Harvey was selected by the Denver Broncos in the second round (60th overall) in the 2025 NFL draft. On July 17, 2025, Harvey signed his four-year rookie contract.

Pre-draft measurables
| Height | Weight | Arm length | Hand span | Wingspan | 40-yard dash | 10-yard split | 20-yard split | 20-yard shuttle | Vertical jump | Broad jump | Bench press |
| 5 ft 8 in (1.73 m) | 205 lb (93 kg) | 29 in (0.74 m) | 9 in (0.23 m) | 5 ft 11+1⁄4 in (1.81 m) | 4.40 s | 1.57 s | 2.55 s | 4.34 s | 38.0 in (0.97 m) | 10 ft 7 in (3.23 m) | 16 reps |
All values from NFL Combine

=== 2025 season ===
Beginning the 2025 season as the Broncos' second-string running back behind J. K. Dobbins, Harvey served primarily as a pass-catching and change-of-pace back.
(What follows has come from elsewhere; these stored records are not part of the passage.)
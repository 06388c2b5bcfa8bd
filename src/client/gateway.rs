use super::{build_agent, build_url, map_error};
use crate::config::GatewayConfig;
use crate::error::{ApiError, ApiResult};
use crate::metrics::{HttpTimer, Metrics};
use crate::models::SendTextRequest;
use std::sync::Arc;

/// Client for the WhatsApp messaging gateway.
#[derive(Clone)]
pub struct GatewayClient {
    /// Instance-scoped base URL (`.../instances/{id}/token/{token}`)
    base_url: String,

    /// Value of the `client-token` header
    client_token: String,

    /// HTTP client agent
    agent: Arc<ureq::Agent>,

    /// Metrics collector
    metrics: Metrics,
}

impl GatewayClient {
    /// Create a new GatewayClient from configuration.
    pub fn new(config: &GatewayConfig) -> Self {
        Self::with_base_url(config.instance_base_url(), config.client_token.clone())
    }

    /// Create a GatewayClient with a custom base URL (useful for testing).
    #[doc(hidden)]
    pub fn with_base_url(base_url: String, client_token: String) -> Self {
        Self {
            base_url,
            client_token,
            agent: Arc::new(build_agent()),
            metrics: Metrics::new(),
        }
    }

    /// Replace the metrics collector, typically with one shared by the run.
    pub fn with_metrics(mut self, metrics: Metrics) -> Self {
        self.metrics = metrics;
        self
    }

    /// Get a reference to the metrics collector.
    pub fn metrics(&self) -> &Metrics {
        &self.metrics
    }

    /// Instance-scoped base URL.
    pub fn base_url(&self) -> &str {
        &self.base_url
    }

    /// Headers sent with every request.
    pub fn headers(&self) -> [(&'static str, &str); 2] {
        [
            ("content-type", "application/json"),
            ("client-token", self.client_token.as_str()),
        ]
    }

    /// POST a text message to the gateway's `send-text` endpoint.
    ///
    /// Returns the HTTP status on any 2xx answer.
    pub fn send_text(&self, request: &SendTextRequest) -> ApiResult<u16> {
        let url = build_url(&self.base_url, "/send-text");
        tracing::debug!("POST {}", url);

        let mut call = self.agent.post(&url);
        for (name, value) in self.headers() {
            call = call.set(name, value);
        }

        let timer = HttpTimer::new(self.metrics.clone());
        let result = call
            .send_json(request)
            .map_err(map_error)
            .and_then(|response| {
                let status = response.status();
                if (200..300).contains(&status) {
                    Ok(status)
                } else {
                    Err(ApiError::Status {
                        status,
                        message: response.status_text().to_string(),
                    })
                }
            });

        match &result {
            Ok(status) => {
                tracing::debug!("POST {} - Success (status: {})", url, status);
                timer.complete();
            }
            Err(e) => {
                tracing::debug!("POST {} - Error: {:?}", url, e);
                timer.complete_with_error();
            }
        }

        result
    }
}

#[cfg(test)]
mod tests {
    use super::*;

    #[test]
    fn test_client_creation() {
        let config = GatewayConfig {
            api_url: "https://api.z-api.io".to_string(),
            instance_id: "test_instance_id".to_string(),
            token: "test_token".to_string(),
            client_token: "test_client_token".to_string(),
            sandbox_phone: None,
        };

        let client = GatewayClient::new(&config);
        assert_eq!(
            client.base_url(),
            "https://api.z-api.io/instances/test_instance_id/token/test_token"
        );
        assert_eq!(
            client.headers(),
            [
                ("content-type", "application/json"),
                ("client-token", "test_client_token"),
            ]
        );
    }
}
He made his NFL debut during Week 1 against the Tennessee Titans, recording 70 rushing yards. Harvey scored his first career touchdown in Week 4 against the Cincinnati Bengals, in addition to recording 98 total yards from scrimmage in a 28–3 victory.

During Week 8 of the season, Harvey recorded 3 touchdowns, including a 40-yard touchdown run—the longest rushing touchdown scored by a Broncos player since 2021—in a 44–24 victory over the Dallas Cowboys. He was named the Week 8 NFL Rookie of the Week for his performance.
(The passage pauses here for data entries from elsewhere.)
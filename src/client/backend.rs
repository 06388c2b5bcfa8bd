use super::{build_agent, build_url, map_error};
use crate::config::BackendConfig;
use crate::error::{ApiError, ApiResult};
use crate::metrics::{HttpTimer, Metrics};
use crate::models::{ContactRow, NAME_COLUMN, PHONE_COLUMN};
use std::io::Read;
use std::sync::Arc;

/// Table holding the contact list.
pub const CONTACTS_TABLE: &str = "contatos";

/// Client for the hosted database's REST interface.
///
/// Only the table read needed by the greeter is implemented.
#[derive(Clone)]
pub struct BackendClient {
    /// Project URL
    base_url: String,

    /// Access key for authentication
    api_key: String,

    /// HTTP client agent
    agent: Arc<ureq::Agent>,

    /// Metrics collector
    metrics: Metrics,
}

impl BackendClient {
    /// Create a new BackendClient from configuration.
    pub fn new(config: &BackendConfig) -> Self {
        Self::with_base_url(config.url.clone(), config.key.clone())
    }

    /// Create a BackendClient with a custom base URL (useful for testing).
    #[doc(hidden)]
    pub fn with_base_url(base_url: String, api_key: String) -> Self {
        Self {
            base_url,
            api_key,
            agent: Arc::new(build_agent()),
            metrics: Metrics::new(),
        }
    }

    /// Replace the metrics collector, typically with one shared by the run.
    pub fn with_metrics(mut self, metrics: Metrics) -> Self {
        self.metrics = metrics;
        self
    }

    /// Get a reference to the metrics collector.
    pub fn metrics(&self) -> &Metrics {
        &self.metrics
    }

    /// Execute a GET request with authentication.
    fn get(&self, path: &str) -> ApiResult<ureq::Response> {
        let url = build_url(&self.base_url, path);
        tracing::debug!("GET {}", url);

        let timer = HttpTimer::new(self.metrics.clone());
        let result = self
            .agent
            .get(&url)
            .set("apikey", &self.api_key)
            .set("Authorization", &format!("Bearer {}", self.api_key))
            .set("Accept", "application/json")
            .call()
            .map_err(map_error);

        match &result {
            Ok(_) => timer.complete(),
            Err(_) => timer.complete_with_error(),
        }

        result
    }

    /// Read the name and phone columns of every row in the contacts table.
    ///
    /// An empty body, `null` or `[]` all yield an empty list. Rows are
    /// returned in backend order and are not validated here.
    pub fn fetch_contact_rows(&self) -> ApiResult<Vec<ContactRow>> {
        let columns = format!("{},{}", NAME_COLUMN, PHONE_COLUMN);
        let path = format!(
            "/rest/v1/{}?select={}",
            CONTACTS_TABLE,
            urlencoding::encode(&columns)
        );

        // Read without the 10 MB limit of into_string()
        let response = self.get(&path)?;
        let mut body = Vec::new();
        response
            .into_reader()
            .read_to_end(&mut body)
            .map_err(|e| ApiError::HttpError(e.to_string()))?;

        if body.iter().all(u8::is_ascii_whitespace) {
            return Ok(Vec::new());
        }

        let rows: Option<Vec<ContactRow>> =
            serde_json::from_slice(&body).map_err(ApiError::JsonError)?;
        let rows = rows.unwrap_or_default();

        self.metrics.record_contacts_fetched(rows.len());
        Ok(rows)
    }
}

#[cfg(test)]
mod tests {
    use super::*;

    #[test]
    fn test_client_creation() {
        let config = BackendConfig {
            url: "https://project.example.co".to_string(),
            key: "service-key".to_string(),
        };

        let client = BackendClient::new(&config);
        assert_eq!(client.base_url, "https://project.example.co");
        assert_eq!(client.api_key, "service-key");
    }

    #[test]
    fn test_with_metrics_shares_counters() {
        let metrics = Metrics::new();
        let client = BackendClient::with_base_url(
            "https://project.example.co".to_string(),
            "service-key".to_string(),
        )
        .with_metrics(metrics.clone());

        client.metrics().record_contacts_fetched(2);
        assert_eq!(metrics.contacts_fetched_total(), 2);
    }
}
//! Service layer for outbound messaging.

pub mod greeting_service;

pub use greeting_service::{GatewayGreetingService, GreetingSender};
After Dobbins suffered a season-ending lisfranc injury in Week 10 against the Las Vegas Raiders, Harvey saw an increased role as the new starter. By the season's end, he totaled 540 yards and seven touchdowns rushing, 356 yards and five touchdowns receiving, as well as 353 yards returning kickoffs.

=== 2026 season ===
On June 15, 2026, it was announced that Harvey had undergone offseason surgery to repair a torn labrum in his shoulder, an injury suffered in the Broncos' AFC Championship Game loss to the New England Patriots.

==NFL career statistics==
=== Regular season ===

Year: Team; Games; Rushing; Receiving; Kick returns; Fumbles
GP: GS; Att; Yds; Avg; Lng; TD; Rec; Yds; Avg; Lng; TD; Ret; Yds; Avg; Lng; TD; Fmb; Lost
2025: DEN; 17; 7; 146; 540; 3.7; 50; 7; 47; 356; 7.6; 32; 5; 16; 353; 22.1; 29; 0; 1; 1
2026: DEN; 1; 0; 3; 18; 6.0; 7; 0; 4; 23; 5.8; 11; 0; 4; 111; 27.8; 31; 0; 0; 0
Career: 18; 7; 149; 558; 3.7; 50; 7; 51; 379; 7.4; 32; 5; 20; 464; 23.2; 31; 0; 1; 1

===Postseason===

Year: Team; Games; Rushing; Receiving; Kick returns; Fumbles
GP: GS; Att; Yds; Avg; Lng; TD; Rec; Yds; Avg; Lng; TD; Ret; Yds; Avg; Lng; TD; Fmb; Lost
2025: DEN; 2; 2; 19; 57; 3.0; 12; 0; 9; 68; 7.6; 24; 0; 0; 0; 0.0; 0; 0; 0; 0
Career: 2; 2; 19; 57; 3.0; 12; 0; 9; 68; 7.6; 24; 0; 0; 0; 0.0; 0; 0; 0; 0

== Personal life ==
Harvey is a cousin of professional boxer Roy Jones Jr.